XP Power has a long-established strategy of targeting blue chip customers with strong leadership positions in their respective markets, and whose insistence on vetting their suppliers' design and manufacturing facilities acts as a significant barrier to entry to many of the Group's potential competitors. This strategy remained successful in 2013 and we believe that we continued to take market share as a result. Furthermore, the macro-economic outlook for our customers appears to have slightly improved during the second half of 2013 and we consider that we are well placed to benefit from this improvement.

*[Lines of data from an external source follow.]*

// Copyright 2026 the Logo Explode Authors
// SPDX-License-Identifier: Apache-2.0 OR MIT

//! Measuring elements.
//!
//! The browser reports the layout box of an element, which is not always
//! where its pixels are: an `<svg>` letterboxes its viewBox and may draw only
//! part of it, and a `contain`-fitted `<img>` letterboxes its bitmap. This
//! module gathers what the DOM knows into a [`VisualBox`] and lets the core
//! resolve it.

use kurbo::{Rect, Size};
use logo_explode_core::geometry::{AspectAlign, VisualBox, parse_view_box};
use wasm_bindgen::JsCast as _;
use web_sys::{Element, HtmlImageElement, SvgGraphicsElement};

use crate::dom;

/// The visually-accurate viewport rectangle of `el`.
#[must_use]
pub fn resolve_rect(el: &Element) -> Rect {
    measure(el).resolve()
}

/// The visible rectangle of an icon drawn by the nested `<svg>` `inner`:
/// its content box, mapped through its viewBox.
pub(crate) fn resolve_icon_rect(inner: &Element) -> Rect {
    vector_box(inner, bounds(inner)).resolve()
}

/// Content bounding box of an SVG element in its own user units.
pub(crate) fn content_box(el: &Element) -> Option<Rect> {
    let graphics = el.dyn_ref::<SvgGraphicsElement>()?;
    // getBBox throws for elements that are not rendered.
    let b = graphics.get_b_box().ok()?;
    let rect = Rect::new(
        f64::from(b.x()),
        f64::from(b.y()),
        f64::from(b.x() + b.width()),
        f64::from(b.y() + b.height()),
    );
    Some(rect)
}

fn measure(el: &Element) -> VisualBox {
    let bounds = bounds(el);
    if el.local_name().eq_ignore_ascii_case("svg") {
        return vector_box(el, bounds);
    }
    if let Some(img) = el.dyn_ref::<HtmlImageElement>() {
        let natural = Size::new(
            f64::from(img.natural_width()),
            f64::from(img.natural_height()),
        );
        if natural.width > 0.0 && natural.height > 0.0 {
            return VisualBox::Raster {
                bounds,
                natural,
                contain: object_fit_contains(el),
            };
        }
    }
    VisualBox::Plain(bounds)
}

fn vector_box(el: &Element, bounds: Rect) -> VisualBox {
    VisualBox::Vector {
        bounds,
        view_box: el
            .get_attribute("viewBox")
            .as_deref()
            .and_then(parse_view_box),
        content: content_box(el),
        align: el
            .get_attribute("preserveAspectRatio")
            .as_deref()
            .map_or(AspectAlign::CENTERED, AspectAlign::parse),
    }
}

fn bounds(el: &Element) -> Rect {
    let r = el.get_bounding_client_rect();
    Rect::new(r.left(), r.top(), r.right(), r.bottom())
}

fn object_fit_contains(el: &Element) -> bool {
    let Ok(window) = dom::window() else {
        return false;
    };
    let Ok(Some(style)) = window.get_computed_style(el) else {
        return false;
    };
    let fit = style.get_property_value("object-fit").unwrap_or_default();
    matches!(fit.trim(), "contain" | "scale-down")
}
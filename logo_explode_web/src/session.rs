// Copyright 2026 the Logo Explode Authors
// SPDX-License-Identifier: Apache-2.0 OR MIT

//! The DOM side of one transition session.
//!
//! A [`Session`] owns exactly what it created (the overlay and the clone)
//! and what it hid (live elements, with their previous inline opacity).
//! [`Session::teardown`] is the only routine that gives them back.

use std::rc::Rc;

use gloo::console;
use kurbo::Rect;
use logo_explode_core::session::{Phase, PhaseMachine, SessionLedger, Visible};
use logo_explode_core::trace::{FallbackEvent, PhaseEvent};
use web_sys::Element;

use crate::clone;
use crate::context::EngineContext;
use crate::dom;
use crate::error::TransitionError;
use crate::frame::now_ms;

/// A live element hidden for the duration of a session.
#[derive(Debug)]
pub(crate) struct Hidden {
    element: Element,
    prior_opacity: String,
}

impl Hidden {
    /// Hides `element`, remembering its inline opacity.
    pub(crate) fn hide(element: Element) -> Self {
        let prior_opacity = dom::inline_style(&element)
            .and_then(|s| s.get_property_value("opacity").ok())
            .unwrap_or_default();
        dom::set_styles(&element, &[("opacity", "0")]);
        Self {
            element,
            prior_opacity,
        }
    }

    fn restore(self) {
        let Some(style) = dom::inline_style(&self.element) else {
            return;
        };
        if self.prior_opacity.is_empty() {
            let _ = style.remove_property("opacity");
        } else {
            let _ = style.set_property("opacity", &self.prior_opacity);
        }
    }
}

/// One transition in flight.
pub(crate) struct Session {
    ctx: Rc<EngineContext>,
    id: String,
    machine: PhaseMachine,
    ledger: SessionLedger,
    overlay: Option<Element>,
    clone: Option<Element>,
    rect: Rect,
    cropped_icon: bool,
    hidden: Vec<Hidden>,
}

impl core::fmt::Debug for Session {
    fn fmt(&self, f: &mut core::fmt::Formatter<'_>) -> core::fmt::Result {
        f.debug_struct("Session")
            .field("id", &self.id)
            .field("phase", &self.machine.phase())
            .field("visible", &self.ledger.visible())
            .field("rect", &self.rect)
            .field("cropped_icon", &self.cropped_icon)
            .field("hidden", &self.hidden.len())
            .finish_non_exhaustive()
    }
}

impl Session {
    pub(crate) fn new(ctx: Rc<EngineContext>, id: String) -> Self {
        ctx.begin_session(&id);
        Self {
            ctx,
            id,
            machine: PhaseMachine::new(),
            ledger: SessionLedger::new(),
            overlay: None,
            clone: None,
            rect: Rect::ZERO,
            cropped_icon: false,
            hidden: Vec::new(),
        }
    }

    pub(crate) fn ctx(&self) -> &Rc<EngineContext> {
        &self.ctx
    }

    pub(crate) fn id(&self) -> &str {
        &self.id
    }

    pub(crate) fn phase(&self) -> Phase {
        self.machine.phase()
    }

    pub(crate) fn overlay(&self) -> Option<&Element> {
        self.overlay.as_ref()
    }

    pub(crate) fn clone_element(&self) -> Option<&Element> {
        self.clone.as_ref()
    }

    /// Current rectangle of the clone.
    pub(crate) fn rect(&self) -> Rect {
        self.rect
    }

    pub(crate) fn set_rect(&mut self, rect: Rect) {
        self.rect = rect;
    }

    pub(crate) fn cropped_icon(&self) -> bool {
        self.cropped_icon
    }

    /// Moves to `to` and reports it.
    pub(crate) fn advance(&mut self, to: Phase) {
        match self.machine.advance(to) {
            Ok(from) => self.ctx.trace(|t| {
                t.phase(&PhaseEvent {
                    id: &self.id,
                    from,
                    to,
                    at_ms: now_ms(),
                });
            }),
            Err(err) => console::warn!("logo-explode:", err.to_string()),
        }
    }

    /// Builds the overlay and the clone of `animatable`, then hands
    /// visibility from the live element to the clone.
    pub(crate) fn stage(
        &mut self,
        animatable: &Element,
        color: Option<&str>,
    ) -> Result<(), TransitionError> {
        let window = dom::window()?;
        let doc = dom::document()?;
        let body = doc.body().ok_or_else(|| TransitionError::missing("body"))?;
        let parts = clone::build(&window, animatable, true)?;

        let overlay = doc.create_element("div").map_err(TransitionError::dom)?;
        overlay.set_class_name("transition-overlay");
        let z_index = self.ctx.config().z_index.to_string();
        dom::set_styles(
            &overlay,
            &[
                ("position", "fixed"),
                ("inset", "0"),
                ("pointer-events", "none"),
                ("overflow", "hidden"),
                ("z-index", z_index.as_str()),
            ],
        );
        if let Some(color) = color {
            dom::set_styles(&overlay, &[("background-color", color)]);
        }
        self.rect = parts.start;
        self.cropped_icon = parts.cropped_icon;
        self.overlay = Some(overlay.clone());
        self.clone = Some(parts.element.clone());

        overlay
            .append_child(&parts.element)
            .map_err(TransitionError::dom)?;
        body.append_child(&overlay).map_err(TransitionError::dom)?;
        self.hidden.push(Hidden::hide(animatable.clone()));
        self.ledger.hand_to_clone();
        Ok(())
    }

    /// Takes over a live element that was hidden elsewhere.
    pub(crate) fn adopt(&mut self, hidden: Hidden) {
        self.hidden.push(hidden);
    }

    /// Hides `element` unless it is already hidden by this session.
    pub(crate) fn hide(&mut self, element: &Element) {
        if self.hidden.iter().any(|h| h.element == *element) {
            return;
        }
        self.hidden.push(Hidden::hide(element.clone()));
    }

    /// Replaces the clone with a plain clone of `animatable`, keeping its
    /// current rectangle.
    pub(crate) fn substitute(&mut self, animatable: &Element) -> Result<(), TransitionError> {
        let window = dom::window()?;
        let parts = clone::build(&window, animatable, false)?;
        dom::place(&parts.element, self.rect);
        if let Some(old) = &self.clone {
            old.replace_with_with_node_1(&parts.element)
                .map_err(TransitionError::dom)?;
        }
        self.clone = Some(parts.element);
        self.cropped_icon = false;
        Ok(())
    }

    /// Gives up before the swap: reports why and navigates to `url`.
    ///
    /// The overlay stays up; the navigation discards it with the page.
    pub(crate) fn abort(&mut self, url: &str, err: &TransitionError) {
        console::warn!("logo-explode:", err.to_string());
        self.advance(Phase::Aborted);
        fallback(&self.ctx, url, err);
    }

    /// Restores every hidden element and removes the overlay.
    ///
    /// Both happen in the same task, so no frame shows neither or both.
    pub(crate) fn teardown(&mut self) {
        for hidden in self.hidden.drain(..) {
            hidden.restore();
        }
        if let Some(overlay) = self.overlay.take() {
            overlay.remove();
        }
        self.clone = None;
        if self.ledger.visible() == Visible::Clone {
            self.ledger.hand_to_live();
        }
    }
}

/// Plain navigation to `url`, reported with the reason derived from `err`.
pub(crate) fn fallback(ctx: &EngineContext, url: &str, err: &TransitionError) {
    ctx.trace(|t| {
        t.fallback(&FallbackEvent {
            url,
            reason: err.fallback_reason(),
        });
    });
    ctx.navigator().navigate(url);
}
//! Structured audit logging for sign-in verification
//!
//! One record per verification attempt, emitted through `tracing` under the
//! `audit::signin` target:
//!
//! - [`VerificationEvent::Verified`] at `info`
//! - claim rejections (expiry, audience, issuer) at `info`; these are
//!   expected, e.g. a client replaying an old token
//! - cryptographic failures at `warn` with `integrity_failure = true`; these
//!   indicate tampering or spoofing
//! - key resolution and configuration failures at `error`
//!
//! Records never contain the token or key material. Subjects can be hashed with
//! [`AuditLogger::privacy_focused`].

use crate::error::{ErrorKind, VerifyError};
use crate::providers::Provider;
use serde::{Deserialize, Serialize};
use tracing::{error, info, warn};
use uuid::Uuid;

/// Verification outcome to record
#[derive(Debug, Clone, PartialEq, Eq, Serialize, Deserialize)]
#[serde(tag = "type", rename_all = "snake_case")]
pub enum VerificationEvent {
    /// Token verified and identity produced
    Verified { provider: String, subject: String },
    /// Token rejected
    Rejected {
        provider: String,
        kind: ErrorKind,
        category: String,
        reason: String,
    },
}

impl VerificationEvent {
    pub(crate) fn verified(provider: Provider, subject: &str) -> Self {
        VerificationEvent::Verified {
            provider: provider.to_string(),
            subject: subject.to_string(),
        }
    }

    pub(crate) fn rejected(provider: Provider, err: &VerifyError) -> Self {
        VerificationEvent::Rejected {
            provider: provider.to_string(),
            kind: err.kind(),
            category: err.category().to_string(),
            reason: err.to_string(),
        }
    }
}

/// Audit logger for verification events
#[derive(Debug, Clone)]
pub struct AuditLogger {
    /// Service name for event attribution
    service_name: String,
    /// Whether to hash subjects
    hash_identifiers: bool,
}

impl Default for AuditLogger {
    fn default() -> Self {
        Self::new("signin-idtoken")
    }
}

impl AuditLogger {
    /// Create a new audit logger with the given service name
    pub fn new(service_name: impl Into<String>) -> Self {
        Self {
            service_name: service_name.into(),
            hash_identifiers: false,
        }
    }

    /// Create an audit logger that hashes subjects
    pub fn privacy_focused(service_name: impl Into<String>) -> Self {
        Self {
            service_name: service_name.into(),
            hash_identifiers: true,
        }
    }

    /// Builder method to configure subject hashing
    pub fn with_identifier_hashing(mut self, hash: bool) -> Self {
        self.hash_identifiers = hash;
        self
    }

    /// Log a verification event, returning the audit record id
    pub fn log(&self, event: &VerificationEvent) -> Uuid {
        let audit_id = Uuid::now_v7();

        match event {
            VerificationEvent::Verified { provider, subject } => {
                info!(
                    target: "audit::signin",
                    audit_id = %audit_id,
                    event_type = "token_verified",
                    provider = %provider,
                    subject = %self.maybe_hash(subject),
                    service = %self.service_name,
                    "Identity token verified"
                );
            }
            VerificationEvent::Rejected {
                provider,
                kind,
                category,
                reason,
            } => match kind {
                ErrorKind::Cryptographic => {
                    warn!(
                        target: "audit::signin",
                        audit_id = %audit_id,
                        event_type = "token_rejected",
                        integrity_failure = true,
                        provider = %provider,
                        kind = %kind,
                        category = %category,
                        reason = %reason,
                        service = %self.service_name,
                        "Identity token failed integrity check"
                    );
                }
                ErrorKind::Claim | ErrorKind::Malformed => {
                    info!(
                        target: "audit::signin",
                        audit_id = %audit_id,
                        event_type = "token_rejected",
                        integrity_failure = false,
                        provider = %provider,
                        kind = %kind,
                        category = %category,
                        reason = %reason,
                        service = %self.service_name,
                        "Identity token rejected"
                    );
                }
                ErrorKind::KeyResolution | ErrorKind::Configuration => {
                    error!(
                        target: "audit::signin",
                        audit_id = %audit_id,
                        event_type = "token_unverifiable",
                        provider = %provider,
                        kind = %kind,
                        category = %category,
                        reason = %reason,
                        service = %self.service_name,
                        "Identity token could not be verified"
                    );
                }
            },
        }

        audit_id
    }

    fn maybe_hash(&self, value: &str) -> String {
        if self.hash_identifiers {
            let hash = blake3::hash(value.as_bytes());
            format!("b3:{}", &hash.to_hex()[..16])
        } else {
            value.to_string()
        }
    }
}
//! Sign in with Apple identity token verification
//!
//! Apple sends `email_verified` as the strings `"true"` / `"false"` rather
//! than JSON booleans; claim decoding accepts both encodings.

use super::{IdTokenVerifier, ProviderProfile, VerifiedIdentity};
use crate::audit::AuditLogger;
use crate::config::EmailPolicy;
use crate::error::VerifyResult;
use crate::jwt::KeySetCache;
use std::sync::Arc;

/// Verifies Sign in with Apple identity tokens
///
/// The allowed audiences are the app's bundle ID and/or Services ID.
#[derive(Debug, Clone)]
pub struct AppleVerifier {
    inner: IdTokenVerifier,
}

impl AppleVerifier {
    pub fn new(cache: Arc<KeySetCache>) -> Self {
        Self {
            inner: IdTokenVerifier::new(ProviderProfile::apple(), cache),
        }
    }

    pub fn with_email_policy(mut self, policy: EmailPolicy) -> Self {
        self.inner = self.inner.with_email_policy(policy);
        self
    }

    pub fn with_audit_logger(mut self, audit: AuditLogger) -> Self {
        self.inner = self.inner.with_audit_logger(audit);
        self
    }

    /// Verify an Apple identity token against the application's client IDs
    pub async fn verify(
        &self,
        token: &str,
        allowed_audiences: &[String],
    ) -> VerifyResult<VerifiedIdentity> {
        self.inner.verify(token, allowed_audiences).await
    }
}
//! # Signin IdToken - Federated Identity Token Verification
//!
//! Verifies the identity tokens a client obtains from "Sign in with Google" and
//! "Sign in with Apple" and turns them into a trusted [`VerifiedIdentity`].
//!
//! ## Design Principles
//!
//! - **Fail Closed**: any failed stage rejects the token; there is no partial trust
//! - **Bytes As Signed**: signatures are checked over the exact `header.payload`
//!   segments received, never a re-encoding
//! - **Pinned Algorithm**: each provider accepts exactly one algorithm (RS256)
//! - **Shared Key Cache**: one cache per process, keyed by key set URL, refreshed
//!   at most once per unknown key id
//!
//! ## Verification Pipeline
//!
//! ```text
//! compact token
//!   └─▶ decompose (3 segments, header + claims JSON)
//!         └─▶ algorithm check
//!               └─▶ key lookup by kid (cached; one forced refresh on miss)
//!                     └─▶ signature verification
//!                           └─▶ issuer → audience → expiry → subject
//!                                 └─▶ VerifiedIdentity
//! ```
//!
//! ## Architecture
//!
//! - [`providers`] - Google, Apple and federated verifiers
//! - [`jwt`] - Token decomposition, key set cache, signature and claim checks
//! - [`config`] - Allowed audiences and operational settings
//! - [`error`] - Failure taxonomy
//! - [`audit`] - Structured verification audit records
//! - [`clock`] - Time source for expiry and cache freshness
//!
//! ## Quick Start
//!
//! ```rust,no_run
//! use signin_idtoken::{FederatedVerifier, Provider, VerifierConfig};
//!
//! # async fn example() -> Result<(), Box<dyn std::error::Error>> {
//! let config = VerifierConfig {
//!     google_audiences: vec!["1234.apps.googleusercontent.com".to_string()],
//!     apple_audiences: vec!["com.example.app".to_string()],
//!     ..Default::default()
//! };
//!
//! let verifier = FederatedVerifier::from_config(&config)?;
//! let identity = verifier.verify(Provider::Apple, "eyJ...").await?;
//!
//! println!("{} user {}", identity.provider(), identity.subject());
//! # Ok(())
//! # }
//! ```

pub mod audit;
pub mod clock;
pub mod config;
pub mod error;
pub mod jwt;
pub mod providers;

#[doc(inline)]
pub use audit::{AuditLogger, VerificationEvent};

#[doc(inline)]
pub use clock::{Clock, SystemClock};

#[doc(inline)]
pub use config::{EmailPolicy, VerifierConfig};

#[doc(inline)]
pub use error::{ErrorKind, VerifyError, VerifyResult};

#[doc(inline)]
pub use jwt::{CacheStats, KeySetCache};

#[doc(inline)]
pub use providers::{
    AppleVerifier, FederatedVerifier, GoogleVerifier, IdTokenVerifier, Provider, ProviderProfile,
    UnknownProvider, VerifiedIdentity,
};
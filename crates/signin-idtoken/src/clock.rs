//! Time source
//!
//! Expiry checks and cache TTLs read the current time through [`Clock`] so that
//! boundary behaviour can be exercised with a fixed clock in tests.

use std::time::{SystemTime, UNIX_EPOCH};

/// Clock for current time in whole seconds since the Unix epoch
pub trait Clock: Send + Sync + std::fmt::Debug {
    fn now_secs(&self) -> u64;
}

/// Wall-clock time
#[derive(Debug, Clone, Copy, Default)]
pub struct SystemClock;

impl Clock for SystemClock {
    fn now_secs(&self) -> u64 {
        // A clock before the epoch reads as 0, which expires every token
        SystemTime::now()
            .duration_since(UNIX_EPOCH)
            .map(|d| d.as_secs())
            .unwrap_or(0)
    }
}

Orders received in 2013 were £103.7 million compared to £96.6 million in 2012. We enter 2014 with positive momentum and we therefore expect that we should be able to show further modest growth in revenues in 2014.
XP Power will announce final results for the 12 months to 31 December 2013 on 24 February 2014.
|Duncan Penny, Chief Executive||+44 (0)118 976 5086|
|Jonathan Rhodes, Finance Director||+44 (0)118 976 5074|
|Citigate Dewe Rogerson|
|Kevin Smith/Jos Bieneman||+44 (0)20 7638 9571|
Note to editors
XP designs and manufactures power controllers, the essential hardware component in every piece of electrical equipment that converts the power from the electricity grid into the right form for the equipment to function.
XP typically designs in power control solutions into the end products of major blue chip OEMs, with a focus on the industrial (circa 45% of sales), healthcare (circa 30% sales) and technology (circa 25% of sales) sectors. Once designed into a program, XP has a revenue annuity over the life cycle of the customer's product which is typically 5 to 7 years depending on the industry sector.
XP has invested in research and development and its own manufacturing facility in China, to develop a range of tailored products based on its own intellectual property that provide its customers with significantly improved functionality and efficiency.
Headquartered in Singapore and listed on the Main Market of the London Stock Exchange since 2000, XP serves a global blue chip customer base from 27 locations in Europe, North America and Asia.